== Collected data ==
┌────────

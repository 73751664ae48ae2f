//! In-memory workspace
//!
//! Used by the command-line front end and by tests. It behaves like a host
//! project: layers are kept in registration order and switching the active
//! frame reprojects the visible extent.

use log::{debug, warn};

use super::{Layer, LayerId, MapView, Workspace};
use crate::coordinate::{CoordinateTransformer, Rectangle, ReferenceFrame};

/// Workspace that keeps everything in memory
#[derive(Debug, Clone)]
pub struct MemoryWorkspace {
    frame: ReferenceFrame,
    view: MapView,
    layers: Vec<(LayerId, Layer)>,
    next_id: LayerId,
}

impl MemoryWorkspace {
    /// Create an empty workspace in `frame`, showing `view`
    pub fn new(frame: ReferenceFrame, view: MapView) -> Self {
        MemoryWorkspace {
            frame,
            view,
            layers: Vec::new(),
            next_id: 1,
        }
    }

    /// Number of registered layers
    pub fn layer_count(&self) -> usize {
        self.layers.len()
    }
}

impl Default for MemoryWorkspace {
    /// Target frame, showing the whole of the Netherlands on a 1000 x 1000 surface
    fn default() -> Self {
        MemoryWorkspace::new(
            ReferenceFrame::target(),
            MapView::new(Rectangle::new(0.0, 300_000.0, 300_000.0, 620_000.0), 1000, 1000),
        )
    }
}

impl Workspace for MemoryWorkspace {
    fn active_frame(&self) -> ReferenceFrame {
        self.frame
    }

    fn set_active_frame(&mut self, frame: ReferenceFrame) {
        if frame == self.frame {
            return;
        }

        match CoordinateTransformer.transform_rect(&self.view.extent, &self.frame, &frame) {
            Ok(extent) => self.view.extent = extent,
            Err(e) => warn!("Keeping view extent after frame switch: {}", e),
        }
        debug!("Workspace frame changed from {} to {}", self.frame.code(), frame.code());
        self.frame = frame;
    }

    fn view(&self) -> MapView {
        self.view
    }

    fn set_visible_extent(&mut self, extent: Rectangle) {
        self.view.extent = extent;
    }

    fn add_layer(&mut self, layer: Layer) -> LayerId {
        let id = self.next_id;
        self.next_id += 1;
        debug!("Adding layer #{} '{}'", id, layer.name());
        self.layers.push((id, layer));
        id
    }

    fn remove_layer(&mut self, id: LayerId) -> Option<Layer> {
        let index = self.layers.iter().position(|(layer_id, _)| *layer_id == id)?;
        let (_, layer) = self.layers.remove(index);
        debug!("Removed layer #{} '{}'", id, layer.name());
        Some(layer)
    }

    fn layer(&self, id: LayerId) -> Option<&Layer> {
        self.layers
            .iter()
            .find(|(layer_id, _)| *layer_id == id)
            .map(|(_, layer)| layer)
    }

    fn layers(&self) -> Vec<(LayerId, &Layer)> {
        self.layers.iter().map(|(id, layer)| (*id, layer)).collect()
    }
}
//! Reference frame identification

use std::fmt;

use crate::constants::frame;
use crate::errors::{QInfraError, QInfraResult};

/// Identifier for the planar coordinate systems the core knows about
#[derive(Debug, Clone, Copy, PartialEq, Eq, Hash)]
pub enum ReferenceFrame {
    /// Amersfoort / RD New (EPSG:28992), the fixed target frame
    RdNew,
    /// WGS 84 (EPSG:4326)
    WGS84,
    /// Web Mercator (EPSG:3857)
    WebMercator,
    /// Other EPSG code
    Other(u32),
}

impl ReferenceFrame {
    /// The frame all persisted geometry and every export uses
    pub fn target() -> Self {
        ReferenceFrame::RdNew
    }

    /// Get the EPSG code for this frame
    pub fn epsg_code(&self) -> u32 {
        match self {
            ReferenceFrame::RdNew => frame::TARGET_EPSG,
            ReferenceFrame::WGS84 => frame::WGS84_EPSG,
            ReferenceFrame::WebMercator => frame::WEB_MERCATOR_EPSG,
            ReferenceFrame::Other(code) => *code,
        }
    }

    /// Frame code in "EPSG:nnnn" form
    pub fn code(&self) -> String {
        format!("EPSG:{}", self.epsg_code())
    }

    /// Get a description of this frame
    pub fn description(&self) -> String {
        match self {
            ReferenceFrame::RdNew => "Amersfoort / RD New (EPSG:28992)".to_string(),
            ReferenceFrame::WGS84 => "WGS 84 (EPSG:4326)".to_string(),
            ReferenceFrame::WebMercator => "Web Mercator (EPSG:3857)".to_string(),
            ReferenceFrame::Other(code) => format!("EPSG:{}", code),
        }
    }

    /// Create a frame from an EPSG code
    pub fn from_epsg(epsg: u32) -> Self {
        match epsg {
            frame::TARGET_EPSG => ReferenceFrame::RdNew,
            frame::WGS84_EPSG => ReferenceFrame::WGS84,
            frame::WEB_MERCATOR_EPSG | 3785 | 900913 => ReferenceFrame::WebMercator,
            _ => ReferenceFrame::Other(epsg),
        }
    }

    /// Parse a frame from a string ("EPSG:28992" or a bare code)
    pub fn from_string(crs_str: &str) -> QInfraResult<Self> {
        let upper = crs_str.trim().to_uppercase();
        let code = upper.strip_prefix("EPSG:").unwrap_or(&upper);

        code.parse::<u32>()
            .map(Self::from_epsg)
            .map_err(|_| QInfraError::InvalidInput(format!("Unsupported CRS format: {}", crs_str)))
    }
}

impl fmt::Display for ReferenceFrame {
    fn fmt(&self, f: &mut fmt::Formatter<'_>) -> fmt::Result {
        write!(f, "{}", self.description())
    }
}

└────────

== TASK INSTRUCTIONS ==
In full and without error, transcribe each of the entries.

== RESPONSE TO THIS EXERCISE ==
repository 73751664ae48ae2f
//! In-memory workspace
//!
//! Used by the command-line front end and by tests. It behaves like a host
//! project: layers are kept in registration order and switching the active
//! frame reprojects the visible extent.

use log::{debug, warn};

use super::{Layer, LayerId, MapView, Workspace};
use crate::coordinate::{CoordinateTransformer, Rectangle, ReferenceFrame};

/// Workspace that keeps everything in memory
#[derive(Debug, Clone)]
pub struct MemoryWorkspace {
    frame: ReferenceFrame,
    view: MapView,
    layers: Vec<(LayerId, Layer)>,
    next_id: LayerId,
}

impl MemoryWorkspace {
    /// Create an empty workspace in `frame`, showing `view`
    pub fn new(frame: ReferenceFrame, view: MapView) -> Self {
        MemoryWorkspace {
            frame,
            view,
            layers: Vec::new(),
            next_id: 1,
        }
    }

    /// Number of registered layers
    pub fn layer_count(&self) -> usize {
        self.layers.len()
    }
}

impl Default for MemoryWorkspace {
    /// Target frame, showing the whole of the Netherlands on a 1000 x 1000 surface
    fn default() -> Self {
        MemoryWorkspace::new(
            ReferenceFrame::target(),
            MapView::new(Rectangle::new(0.0, 300_000.0, 300_000.0, 620_000.0), 1000, 1000),
        )
    }
}

impl Workspace for MemoryWorkspace {
    fn active_frame(&self) -> ReferenceFrame {
        self.frame
    }

    fn set_active_frame(&mut self, frame: ReferenceFrame) {
        if frame == self.frame {
            return;
        }

        match CoordinateTransformer.transform_rect(&self.view.extent, &self.frame, &frame) {
            Ok(extent) => self.view.extent = extent,
            Err(e) => warn!("Keeping view extent after frame switch: {}", e),
        }
        debug!("Workspace frame changed from {} to {}", self.frame.code(), frame.code());
        self.frame = frame;
    }

    fn view(&self) -> MapView {
        self.view
    }

    fn set_visible_extent(&mut self, extent: Rectangle) {
        self.view.extent = extent;
    }

    fn add_layer(&mut self, layer: Layer) -> LayerId {
        let id = self.next_id;
        self.next_id += 1;
        debug!("Adding layer #{} '{}'", id, layer.name());
        self.layers.push((id, layer));
        id
    }

    fn remove_layer(&mut self, id: LayerId) -> Option<Layer> {
        let index = self.layers.iter().position(|(layer_id, _)| *layer_id == id)?;
        let (_, layer) = self.layers.remove(index);
        debug!("Removed layer #{} '{}'", id, layer.name());
        Some(layer)
    }

    fn layer(&self, id: LayerId) -> Option<&Layer> {
        self.layers
            .iter()
            .find(|(layer_id, _)| *layer_id == id)
            .map(|(_, layer)| layer)
    }

    fn layers(&self) -> Vec<(LayerId, &Layer)> {
        self.layers.iter().map(|(id, layer)| (*id, layer)).collect()
    }
}
//! Reference frame identification

use std::fmt;

use crate::constants::frame;
use crate::errors::{QInfraError, QInfraResult};

/// Identifier for the planar coordinate systems the core knows about
#[derive(Debug, Clone, Copy, PartialEq, Eq, Hash)]
pub enum ReferenceFrame {
    /// Amersfoort / RD New (EPSG:28992), the fixed target frame
    RdNew,
    /// WGS 84 (EPSG:4326)
    WGS84,
    /// Web Mercator (EPSG:3857)
    WebMercator,
    /// Other EPSG code
    Other(u32),
}

impl ReferenceFrame {
    /// The frame all persisted geometry and every export uses
    pub fn target() -> Self {
        ReferenceFrame::RdNew
    }

    /// Get the EPSG code for this frame
    pub fn epsg_code(&self) -> u32 {
        match self {
            ReferenceFrame::RdNew => frame::TARGET_EPSG,
            ReferenceFrame::WGS84 => frame::WGS84_EPSG,
            ReferenceFrame::WebMercator => frame::WEB_MERCATOR_EPSG,
            ReferenceFrame::Other(code) => *code,
        }
    }

    /// Frame code in "EPSG:nnnn" form
    pub fn code(&self) -> String {
        format!("EPSG:{}", self.epsg_code())
    }

    /// Get a description of this frame
    pub fn description(&self) -> String {
        match self {
            ReferenceFrame::RdNew => "Amersfoort / RD New (EPSG:28992)".to_string(),
            ReferenceFrame::WGS84 => "WGS 84 (EPSG:4326)".to_string(),
            ReferenceFrame::WebMercator => "Web Mercator (EPSG:3857)".to_string(),
            ReferenceFrame::Other(code) => format!("EPSG:{}", code),
        }
    }

    /// Create a frame from an EPSG code
    pub fn from_epsg(epsg: u32) -> Self {
        match epsg {
            frame::TARGET_EPSG => ReferenceFrame::RdNew,
            frame::WGS84_EPSG => ReferenceFrame::WGS84,
            frame::WEB_MERCATOR_EPSG | 3785 | 900913 => ReferenceFrame::WebMercator,
            _ => ReferenceFrame::Other(epsg),
        }
    }

    /// Parse a frame from a string ("EPSG:28992" or a bare code)
    pub fn from_string(crs_str: &str) -> QInfraResult<Self> {
        let upper = crs_str.trim().to_uppercase();
        let code = upper.strip_prefix("EPSG:").unwrap_or(&upper);

        code.parse::<u32>()
            .map(Self::from_epsg)
            .map_err(|_| QInfraError::InvalidInput(format!("Unsupported CRS format: {}", crs_str)))
    }
}

impl fmt::Display for ReferenceFrame {
    fn fmt(&self, f: &mut fmt::Formatter<'_>) -> fmt::Result {
        write!(f, "{}", self.description())
    }
}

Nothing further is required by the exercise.